The mechanism of Atrial Fibrillation (AF) that emerges spontaneously during acute oxidative stress is poorly defined and its drug therapy remains suboptimal. We hypothesized that oxidative activation of Ca-calmodulin dependent protein kinase (CaMKII) promotes Early Afterdepolarization-(EAD)-mediated triggered AF in aged fibrotic atria that is sensitive to late Na current (INa-L) blockade. High-resolution voltage optical mapping of the Left and Right Atrial (LA & RA) epicardial surfaces along with microelectrode recordings were performed in isolated-perfused male Fisher 344 rat hearts in Langendorff setting.

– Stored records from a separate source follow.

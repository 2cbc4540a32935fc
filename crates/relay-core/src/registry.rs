//! Client session registry.
//!
//! Tracks which sessions are alive, when each was last active and, for pull
//! clients, how far into the message log each has already read.

use crate::clock::{millis, Timestamp};
use crate::error::RelayError;
use crate::id::{IdGenerator, SessionId};
use dashmap::mapref::entry::Entry;
use dashmap::DashMap;
use std::time::Duration;
use tracing::debug;

/// State of a single registered client.
#[derive(Debug, Clone, PartialEq, Eq)]
pub struct Session {
    /// Session identifier.
    pub id: SessionId,
    /// When the session was registered.
    pub created_at: Timestamp,
    /// Last successful request from this client.
    pub last_seen_at: Timestamp,
    /// Log index up to which messages have been delivered by poll.
    pub cursor: u64,
}

impl Session {
    fn new(id: SessionId, cursor: u64, now: Timestamp) -> Self {
        Self {
            id,
            created_at: now,
            last_seen_at: now,
            cursor,
        }
    }

    /// Whether the session has been inactive for longer than `max_idle`.
    #[must_use]
    pub fn is_idle(&self, now: Timestamp, max_idle: Duration) -> bool {
        now.saturating_sub(self.last_seen_at) > millis(max_idle)
    }

    /// Move the cursor forward. Never moves it backwards.
    ///
    /// Returns `true` if the cursor changed.
    pub fn advance_to(&mut self, cursor: u64) -> bool {
        if cursor > self.cursor {
            self.cursor = cursor;
            true
        } else {
            false
        }
    }
}

/// Registry of active sessions.
#[derive(Debug, Default)]
pub struct ClientRegistry {
    sessions: DashMap<SessionId, Session>,
}

impl ClientRegistry {
    /// Create an empty registry.
    #[must_use]
    pub fn new() -> Self {
        Self::default()
    }

    /// Register a new session starting at log position `cursor`.
    ///
    /// Ids are drawn from `ids` until one is free, so the returned id is unique
    /// among active sessions.
    pub fn register(&self, ids: &dyn IdGenerator, cursor: u64, now: Timestamp) -> SessionId {
        loop {
            let id = ids.session_id();
            match self.sessions.entry(id) {
                Entry::Occupied(_) => continue,
                Entry::Vacant(slot) => {
                    let id = slot.key().clone();
                    slot.insert(Session::new(id.clone(), cursor, now));
                    debug!(session = %id, cursor, "Session registered");
                    return id;
                }
            }
        }
    }

    /// Record activity for a session.
    ///
    /// # Errors
    ///
    /// Returns [`RelayError::SessionNotFound`] if the session is absent.
    pub fn touch(&self, id: &SessionId, now: Timestamp) -> Result<(), RelayError> {
        self.touch_with(id, now, |_| ())
    }

    /// Record activity and run `f` on the session while holding its entry.
    ///
    /// Anything `f` reads and writes is atomic with respect to other
    /// operations on the same session.
    ///
    /// # Errors
    ///
    /// Returns [`RelayError::SessionNotFound`] if the session is absent.
    pub fn touch_with<R>(
        &self,
        id: &SessionId,
        now: Timestamp,
        f: impl FnOnce(&mut Session) -> R,
    ) -> Result<R, RelayError> {
        let mut session = self
            .sessions
            .get_mut(id)
            .ok_or_else(|| RelayError::SessionNotFound(id.clone()))?;
        session.last_seen_at = session.last_seen_at.max(now);
        Ok(f(&mut session))
    }

    /// Move a session's cursor forward, never past `log_length`.
    ///
    /// Returns `Ok(false)` without changing anything if the clamped cursor is
    /// not ahead of the current one.
    ///
    /// # Errors
    ///
    /// Returns [`RelayError::SessionNotFound`] if the session is absent.
    pub fn advance_cursor(
        &self,
        id: &SessionId,
        cursor: u64,
        log_length: u64,
    ) -> Result<bool, RelayError> {
        let mut session = self
            .sessions
            .get_mut(id)
            .ok_or_else(|| RelayError::SessionNotFound(id.clone()))?;
        Ok(session.advance_to(cursor.min(log_length)))
    }

    /// Remove a session. Removing an absent session is not an error.
    ///
    /// Returns `true` if a session was removed.
    pub fn remove(&self, id: &SessionId) -> bool {
        let removed = self.sessions.remove(id).is_some();
        if removed {
            debug!(session = %id, "Session removed");
        }
        removed
    }

    /// Remove every session idle for longer than `max_idle`.
    ///
    /// Returns the removed session ids.
    pub fn sweep_idle(&self, now: Timestamp, max_idle: Duration) -> Vec<SessionId> {
        let mut removed = Vec::new();
        self.sessions.retain(|id, session| {
            if session.is_idle(now, max_idle) {
                removed.push(id.clone());
                false
            } else {
                true
            }
        });

        for id in &removed {
            debug!(session = %id, "Session expired");
        }
        removed
    }

    /// Check if a session is registered.
    #[must_use]
    pub fn contains(&self, id: &SessionId) -> bool {
        self.sessions.contains_key(id)
    }

    /// Snapshot of a session.
    #[must_use]
    pub fn get(&self, id: &SessionId) -> Option<Session> {
        self.sessions.get(id).map(|s| s.clone())
    }

    /// All registered session ids.
    #[must_use]
    pub fn ids(&self) -> Vec<SessionId> {
        self.sessions.iter().map(|e| e.key().clone()).collect()
    }

    /// Number of registered sessions.
    #[must_use]
    pub fn len(&self) -> usize {
        self.sessions.len()
    }

    /// Check if no sessions are registered.
    #[must_use]
    pub fn is_empty(&self) -> bool {
        self.sessions.is_empty()
    }
}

Aged atria (23-24 months) manifested 10-fold increase in atrial tissue fibrosis compared to young/adult (2-4 months) atria (P<0001. Spontaneous AF arose in 39 out of 41 of the aged atria but in 0 out of 12 young/adult hearts (P<001) during arterial perfusion of with 0.1 mm of hydrogen peroxide (H2O2). Optical Action Potential (AP) activation maps showed that the AF was initiated by a focal mechanism in the LA suggestive of EAD-mediated triggered activity. Cellular AP recordings with glass microelectrodes from the LA epicardial sites showing focal activity confirmed optical AP recordings that the spontaneous AF was initiated by late phase 3 EAD-mediated triggered activity. Inhibition of CaMKII activity with KN-93 (1 μM) (N=6) or its downstream target, the enhanced INa-L with GS-967 (1 μM), a specific blocker of INa-L (N=6), potently suppressed the AF and prevented its initiation when perfused 15 min prior to H2O2 (n=6). Increased atrial tissue fibrosis combined with acute oxidative activation of CaMK II Initiate AF by EAD-mediated triggered activity. Specific block of the INa-L with GS-967 effectively suppresses the AF. Drug therapy of oxidative AF in humans with traditional antiarrhythmic drugs remains suboptimal; suppressing INa-L offers a potential new strategy for effective suppression of oxidative human AF that remains suboptimal.